◆ WHAT THE TASK REQUIRES ◆
I need each line of the entries below that includes the string "false".

Extracted data entries:

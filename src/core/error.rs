//! Error taxonomy for content operations.
//!
//! Validation errors never reach the network. `Unauthorized` is a control
//! flow signal: the caller sends the user back to sign-in.

use thiserror::Error;

/// Generic message for failures without a server-provided one
pub const GENERIC_FAILURE: &str = "Request failed, please try again";

/// Message shown for an unknown or revoked share token
pub const INVALID_SHARE_LINK: &str = "This share link is invalid or has expired";

/// Local input errors, caught before any request is made
#[derive(Debug, Clone, PartialEq, Eq, Error)]
pub enum ValidationError {
    #[error("Title must not be empty")]
    EmptyTitle,

    #[error("Link '{link}' is not a valid absolute URL: {reason}")]
    InvalidLink { link: String, reason: String },

    #[error("Duplicate tag: {0}")]
    DuplicateTag(String),

    #[error("Username and password are required")]
    EmptyCredentials,
}

/// Errors surfaced by the lifecycle, share and session controllers
#[derive(Debug, Clone, PartialEq, Eq, Error)]
pub enum ContentError {
    #[error(transparent)]
    Validation(#[from] ValidationError),

    #[error("Not signed in or session expired")]
    Unauthorized,

    #[error("Server error ({status}): {}", .message.as_deref().unwrap_or(GENERIC_FAILURE))]
    Remote {
        status: u16,
        message: Option<String>,
    },

    #[error("Not found")]
    NotFound,

    #[error("Transport failure: {0}")]
    Transport(String),

    #[error("Credential storage error: {0}")]
    Credentials(String),
}

impl ContentError {
    /// True when the caller should clear the session and go to sign-in
    pub fn requires_sign_in(&self) -> bool {
        matches!(self, ContentError::Unauthorized)
    }

    /// Text to show the user
    pub fn user_message(&self) -> String {
        match self {
            ContentError::Validation(e) => e.to_string(),
            ContentError::Unauthorized => "Your session has expired, please sign in again".to_string(),
            ContentError::Remote { message, .. } => message
                .clone()
                .filter(|m| !m.trim().is_empty())
                .unwrap_or_else(|| GENERIC_FAILURE.to_string()),
            ContentError::NotFound => INVALID_SHARE_LINK.to_string(),
            ContentError::Transport(_) => GENERIC_FAILURE.to_string(),
            ContentError::Credentials(e) => format!("Could not access the stored session: {}", e),
        }
    }
}

#[cfg(test)]
mod tests {
    use super::*;

    #[test]
    fn test_remote_message_is_verbatim() {
        let err = ContentError::Remote {
            status: 411,
            message: Some("Link already saved".to_string()),
        };
        assert_eq!(err.user_message(), "Link already saved");
    }

    #[test]
    fn test_remote_without_message_is_generic() {
        let err = ContentError::Remote {
            status: 500,
            message: None,
        };
        assert_eq!(err.user_message(), GENERIC_FAILURE);

        let blank = ContentError::Remote {
            status: 500,
            message: Some("  ".to_string()),
        };
        assert_eq!(blank.user_message(), GENERIC_FAILURE);
    }

    #[test]
    fn test_only_unauthorized_requires_sign_in() {
        assert!(ContentError::Unauthorized.requires_sign_in());
        assert!(!ContentError::NotFound.requires_sign_in());
        assert!(!ContentError::Transport("timeout".into()).requires_sign_in());
        assert!(!ContentError::from(ValidationError::EmptyTitle).requires_sign_in());
    }

    #[test]
    fn test_transport_message_hides_details() {
        let err = ContentError::Transport("connection refused".to_string());
        assert_eq!(err.user_message(), GENERIC_FAILURE);
        assert!(err.to_string().contains("connection refused"));
    }
}
//! Sign-up, sign-in and sign-out.

use std::sync::Arc;

use tracing::{info, instrument, warn};

use crate::adapters::ContentStore;
use crate::auth::{CredentialProvider, Credentials};
use crate::core::error::ContentError;

/// Manages the stored session token
pub struct SessionController {
    store: Arc<dyn ContentStore>,
    credentials: Arc<dyn CredentialProvider>,
}

impl SessionController {
    pub fn new(store: Arc<dyn ContentStore>, credentials: Arc<dyn CredentialProvider>) -> Self {
        Self { store, credentials }
    }

    #[instrument(skip_all, fields(username = %credentials.username))]
    pub async fn sign_up(&self, credentials: &Credentials) -> Result<(), ContentError> {
        self.store.sign_up(credentials).await?;
        info!("Account created");
        Ok(())
    }

    /// Sign in and store the issued token
    #[instrument(skip_all, fields(username = %credentials.username))]
    pub async fn sign_in(&self, credentials: &Credentials) -> Result<(), ContentError> {
        let token = self.store.sign_in(credentials).await?;
        self.credentials.set(&token)?;
        info!("Signed in");
        Ok(())
    }

    pub fn sign_out(&self) -> Result<(), ContentError> {
        self.credentials.clear()?;
        info!("Signed out");
        Ok(())
    }

    pub fn is_signed_in(&self) -> Result<bool, ContentError> {
        Ok(self.credentials.get()?.is_some())
    }
}

/// Drop a token the store has rejected.
///
/// Failing to clear is logged, not returned: the caller is already
/// reporting `Unauthorized`.
pub(crate) fn clear_rejected_token(credentials: &dyn CredentialProvider) {
    match credentials.clear() {
        Ok(()) => warn!("Session token rejected by store, signed out"),
        Err(e) => warn!(error = %e, "Session token rejected but could not be cleared"),
    }
}
//! Command-line interface for brainlink.
//!
//! Provides commands for signing in, managing the collection, sharing it,
//! and viewing collections others have shared.

use std::sync::Arc;

use anyhow::{Context, Result};
use clap::{Parser, Subcommand, ValueEnum};
use dialoguer::{Confirm as Prompt, Password};

use crate::adapters::{Clipboard, HttpStore, NoClipboard, SystemClipboard};
use crate::auth::{Credentials, FileTokenStore};
use crate::config::{self, paths, ResolvedConfig};
use crate::core::{
    classify, display_host, present, to_embed, AssumeYes, Confirm, ContentError, Delivery,
    LifecycleController, Refreshed, RemoveOutcome, SessionController, ShareController, SharedView,
};
use crate::library::{ContentId, ContentItem, ContentKind, NewContent};

pub mod render;

use render::{item_count, render_cards};

/// brainlink - Save, classify, preview and share links
#[derive(Parser, Debug)]
#[command(name = "brainlink")]
#[command(author, version, about, long_about = None)]
pub struct Cli {
    /// Remote store base URL (overrides configuration)
    #[arg(long, global = true)]
    pub api_url: Option<String>,

    #[command(subcommand)]
    pub command: Commands,
}

#[derive(Subcommand, Debug)]
pub enum Commands {
    /// Create an account
    Signup {
        username: String,

        /// Password (prompted if not given)
        #[arg(long)]
        password: Option<String>,
    },

    /// Sign in and store the session token
    Signin {
        username: String,

        /// Password (prompted if not given)
        #[arg(long)]
        password: Option<String>,
    },

    /// Forget the stored session token
    Signout,

    /// List your saved content
    List {
        /// Filter by content kind
        #[arg(short, long, value_enum)]
        kind: Option<KindArg>,

        /// Only items with this tag
        #[arg(short, long)]
        tag: Option<String>,

        /// Search titles, links and tags
        #[arg(short, long)]
        search: Option<String>,
    },

    /// Save a link
    Add {
        /// Link to save (absolute URL)
        link: String,

        /// Display title
        #[arg(long)]
        title: String,

        /// Content kind (detected from the link if not specified)
        #[arg(short, long, value_enum)]
        kind: Option<KindArg>,

        /// Tags to apply (comma-separated)
        #[arg(short, long)]
        tags: Option<String>,
    },

    /// Delete a saved item
    Remove {
        /// Content ID
        id: String,

        /// Skip the confirmation prompt
        #[arg(short, long)]
        yes: bool,
    },

    /// Create a share link for your whole collection
    Share {
        /// Revoke the current share link instead
        #[arg(long)]
        disable: bool,

        /// Print the link instead of copying it
        #[arg(long)]
        no_clipboard: bool,
    },

    /// View a collection someone shared with you
    Shared {
        /// Share token (the last path segment of a share link)
        token: String,
    },

    /// Show how a link would be classified and rendered
    Inspect {
        url: String,

        /// Declared content kind
        #[arg(short, long, value_enum)]
        kind: Option<KindArg>,
    },

    /// Show resolved configuration (debug)
    Config,
}

/// Content kind for CLI (maps to ContentKind)
#[derive(Debug, Clone, Copy, ValueEnum)]
pub enum KindArg {
    Twitter,
    Youtube,
    Linkedin,
    Other,
}

impl From<KindArg> for ContentKind {
    fn from(k: KindArg) -> Self {
        match k {
            KindArg::Twitter => ContentKind::Twitter,
            KindArg::Youtube => ContentKind::YouTube,
            KindArg::Linkedin => ContentKind::LinkedIn,
            KindArg::Other => ContentKind::Other,
        }
    }
}

/// Shared handles for one CLI invocation
struct App {
    config: ResolvedConfig,
    store: Arc<HttpStore>,
    credentials: Arc<FileTokenStore>,
}

impl App {
    fn load(api_url: Option<String>) -> Result<Self> {
        let mut config = config::config()?.clone();
        if let Some(url) = api_url {
            config.api.base_url = url;
        }

        let store = Arc::new(HttpStore::from_config(&config)?);
        let credentials = Arc::new(FileTokenStore::open_default()?);

        Ok(Self {
            config,
            store,
            credentials,
        })
    }

    fn session(&self) -> SessionController {
        SessionController::new(self.store.clone(), self.credentials.clone())
    }

    fn lifecycle(&self) -> LifecycleController {
        LifecycleController::new(self.store.clone(), self.credentials.clone())
    }

    fn share(&self) -> ShareController {
        ShareController::new(
            self.store.clone(),
            self.credentials.clone(),
            self.config.share_origin.clone(),
        )
    }
}

/// Terminal confirmation gate
struct TerminalConfirm;

impl Confirm for TerminalConfirm {
    fn confirm(&self, prompt: &str) -> bool {
        Prompt::new()
            .with_prompt(prompt)
            .default(false)
            .interact()
            .unwrap_or(false)
    }
}

/// Turn a controller error into the message the user sees
fn report(err: ContentError) -> anyhow::Error {
    if err.requires_sign_in() {
        anyhow::anyhow!("Session expired or missing, run `brainlink signin <username>`")
    } else {
        anyhow::anyhow!(err.user_message())
    }
}

/// The change went through; only the reload after it failed
fn refresh_failed(done: &str, err: &ContentError) -> String {
    if err.requires_sign_in() {
        format!(
            "{}, but refreshing the list failed: session expired, run `brainlink signin <username>`",
            done
        )
    } else {
        format!("{}, but refreshing the list failed: {}", done, err.user_message())
    }
}

fn parse_tags(tags: Option<String>) -> Vec<String> {
    tags.map(|s| {
        s.split(',')
            .map(|t| t.trim().to_string())
            .filter(|t| !t.is_empty())
            .collect()
    })
    .unwrap_or_default()
}

fn read_credentials(username: String, password: Option<String>, confirm: bool) -> Result<Credentials> {
    let password = match password {
        Some(p) => p,
        None if confirm => Password::new()
            .with_prompt("Password")
            .with_confirmation("Repeat password", "Passwords do not match")
            .interact()
            .context("Failed to read password")?,
        None => Password::new()
            .with_prompt("Password")
            .interact()
            .context("Failed to read password")?,
    };

    Ok(Credentials::new(username, password)?)
}

impl Cli {
    /// Execute the CLI command
    pub async fn execute(self) -> Result<()> {
        // Commands that need no store
        match &self.command {
            Commands::Inspect { url, kind } => return inspect(url, kind.map(Into::into)),
            Commands::Config => return show_config(),
            _ => {}
        }

        let ctx = App::load(self.api_url)?;

        match self.command {
            Commands::Signup { username, password } => {
                let credentials = read_credentials(username, password, true)?;
                ctx.session().sign_up(&credentials).await.map_err(report)?;
                eprintln!("Account created. Run `brainlink signin {}`", credentials.username);
                Ok(())
            }
            Commands::Signin { username, password } => {
                let credentials = read_credentials(username, password, false)?;
                ctx.session().sign_in(&credentials).await.map_err(report)?;
                eprintln!("Signed in as {}", credentials.username);
                Ok(())
            }
            Commands::Signout => {
                ctx.session().sign_out().map_err(report)?;
                eprintln!("Signed out");
                Ok(())
            }
            Commands::List { kind, tag, search } => {
                list_content(&ctx, kind.map(Into::into), tag, search).await
            }
            Commands::Add {
                link,
                title,
                kind,
                tags,
            } => add_content(&ctx, link, title, kind.map(Into::into), parse_tags(tags)).await,
            Commands::Remove { id, yes } => remove_content(&ctx, &ContentId::new(id), yes).await,
            Commands::Share {
                disable,
                no_clipboard,
            } => share(&ctx, disable, no_clipboard).await,
            Commands::Shared { token } => show_shared(&ctx, &token).await,
            Commands::Inspect { .. } | Commands::Config => Ok(()),
        }
    }
}

async fn list_content(
    ctx: &App,
    kind: Option<ContentKind>,
    tag: Option<String>,
    search: Option<String>,
) -> Result<()> {
    let collection = ctx.lifecycle().load().await.map_err(report)?;

    if collection.is_empty() {
        println!("Nothing saved yet. Use 'brainlink add <link> --title <title>' to add content.");
        return Ok(());
    }

    let mut items: Vec<&ContentItem> = match &search {
        Some(query) => collection.search(query),
        None => collection.iter().collect(),
    };
    if let Some(kind) = kind {
        items.retain(|item| item.kind == kind);
    }
    if let Some(tag) = &tag {
        items.retain(|item| item.tags.contains(tag));
    }

    if items.is_empty() {
        println!("No items match");
    } else {
        println!("{}", render_cards(items.iter().copied()));
    }

    println!("\nTotal: {}", item_count(&collection));
    Ok(())
}

async fn add_content(
    ctx: &App,
    link: String,
    title: String,
    kind: Option<ContentKind>,
    tags: Vec<String>,
) -> Result<()> {
    let mut content = NewContent::new(title, link).with_tags(tags);
    content.kind = kind;

    match ctx.lifecycle().add(&content).await.map_err(report)? {
        Refreshed::Current(collection) => {
            eprintln!("Saved. Your collection now has {}.", item_count(&collection));
        }
        Refreshed::Stale(e) => eprintln!("{}", refresh_failed("Saved", &e)),
    }
    Ok(())
}

async fn remove_content(ctx: &App, id: &ContentId, yes: bool) -> Result<()> {
    let lifecycle = ctx.lifecycle();

    // Load first so the prompt can name the item
    lifecycle.load().await.map_err(report)?;

    let confirm: &dyn Confirm = if yes { &AssumeYes } else { &TerminalConfirm };
    let outcome = lifecycle.remove(id, confirm).await.map_err(report)?;

    match outcome {
        RemoveOutcome::Removed(Refreshed::Current(collection)) => {
            eprintln!("Deleted. {} left.", item_count(&collection));
        }
        RemoveOutcome::Removed(Refreshed::Stale(e)) => {
            eprintln!("{}", refresh_failed("Deleted", &e));
        }
        RemoveOutcome::Cancelled => eprintln!("Operation cancelled"),
    }
    Ok(())
}

async fn share(ctx: &App, disable: bool, no_clipboard: bool) -> Result<()> {
    let controller = ctx.share();

    if disable {
        controller.disable_sharing().await.map_err(report)?;
        eprintln!("Sharing disabled");
        return Ok(());
    }

    let clipboard: Box<dyn Clipboard> = if no_clipboard {
        Box::new(NoClipboard)
    } else {
        Box::new(SystemClipboard::new())
    };

    let link = controller
        .create_share_link(clipboard.as_ref())
        .await
        .map_err(report)?;

    match link.delivery {
        Delivery::Copied => eprintln!("Share link copied to clipboard: {}", link.url),
        Delivery::Displayed => println!("{}", link.url),
    }
    Ok(())
}

async fn show_shared(ctx: &App, token: &str) -> Result<()> {
    match ctx.share().resolve_shared_collection(token).await.map_err(report)? {
        SharedView::Available(collection) => {
            println!("Shared collection · {} shared\n", item_count(&collection));
            if collection.is_empty() {
                println!("This collection is empty");
            } else {
                println!("{}", render_cards(&collection));
            }
            Ok(())
        }
        SharedView::InvalidLink => {
            anyhow::bail!("{}", crate::core::error::INVALID_SHARE_LINK)
        }
    }
}

fn inspect(url: &str, declared: Option<ContentKind>) -> Result<()> {
    let kind = classify(url, declared);
    let presentation = present(kind);
    let embed = to_embed(url, kind);

    println!("Kind:    {} {}", presentation.glyph, presentation.label);
    println!("Host:    {}", display_host(url));
    match embed.iframe_src() {
        Some(src) => println!("Embed:   {}", src),
        None => println!("Embed:   none ({} {})", presentation.call_to_action, embed.url()),
    }
    Ok(())
}

/// Show the resolved configuration (for debugging)
fn show_config() -> Result<()> {
    let cfg = config::config()?;

    println!("brainlink configuration");
    println!();
    println!(
        "Config file: {}",
        cfg.config_file
            .as_ref()
            .map(|p| p.display().to_string())
            .unwrap_or_else(|| "(none - using defaults)".to_string())
    );
    println!();
    println!("Paths:");
    println!("  Home:          {}", cfg.home.display());
    println!("  Session token: {}", paths::token_file()?.display());
    println!();
    println!("Store:");
    println!("  Base URL:      {}", cfg.api.base_url);
    println!("  Timeout:       {}s", cfg.api.timeout_seconds);
    println!();
    println!("Share origin:    {}", cfg.share_origin);

    Ok(())
}

#[cfg(test)]
mod tests {
    use super::*;

    #[test]
    fn test_parse_tags() {
        assert_eq!(parse_tags(Some(" rust, async ,,".to_string())), vec!["rust", "async"]);
        assert!(parse_tags(None).is_empty());
    }

    #[test]
    fn test_kind_arg_mapping() {
        assert_eq!(ContentKind::from(KindArg::Youtube), ContentKind::YouTube);
        assert_eq!(ContentKind::from(KindArg::Linkedin), ContentKind::LinkedIn);
    }

    #[test]
    fn test_cli_parses_add() {
        let cli = Cli::try_parse_from([
            "brainlink",
            "add",
            "https://youtu.be/abc",
            "--title",
            "Talk",
            "--tags",
            "a,b",
        ])
        .unwrap();

        match cli.command {
            Commands::Add { link, title, kind, tags } => {
                assert_eq!(link, "https://youtu.be/abc");
                assert_eq!(title, "Talk");
                assert!(kind.is_none());
                assert_eq!(tags.as_deref(), Some("a,b"));
            }
            other => panic!("unexpected command: {:?}", other),
        }
    }

    #[test]
    fn test_refresh_failure_still_reports_success() {
        let msg = refresh_failed("Saved", &ContentError::Transport("reset".into()));
        assert_eq!(
            msg,
            "Saved, but refreshing the list failed: Request failed, please try again"
        );
    }

    #[test]
    fn test_report_unauthorized_points_to_signin() {
        let err = report(ContentError::Unauthorized);
        assert!(err.to_string().contains("brainlink signin"));
    }
}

◆ RESPONSE AREA ◆
            .default(false)
            .unwrap_or(false)
                let credentials = read_credentials(username, password, false)?;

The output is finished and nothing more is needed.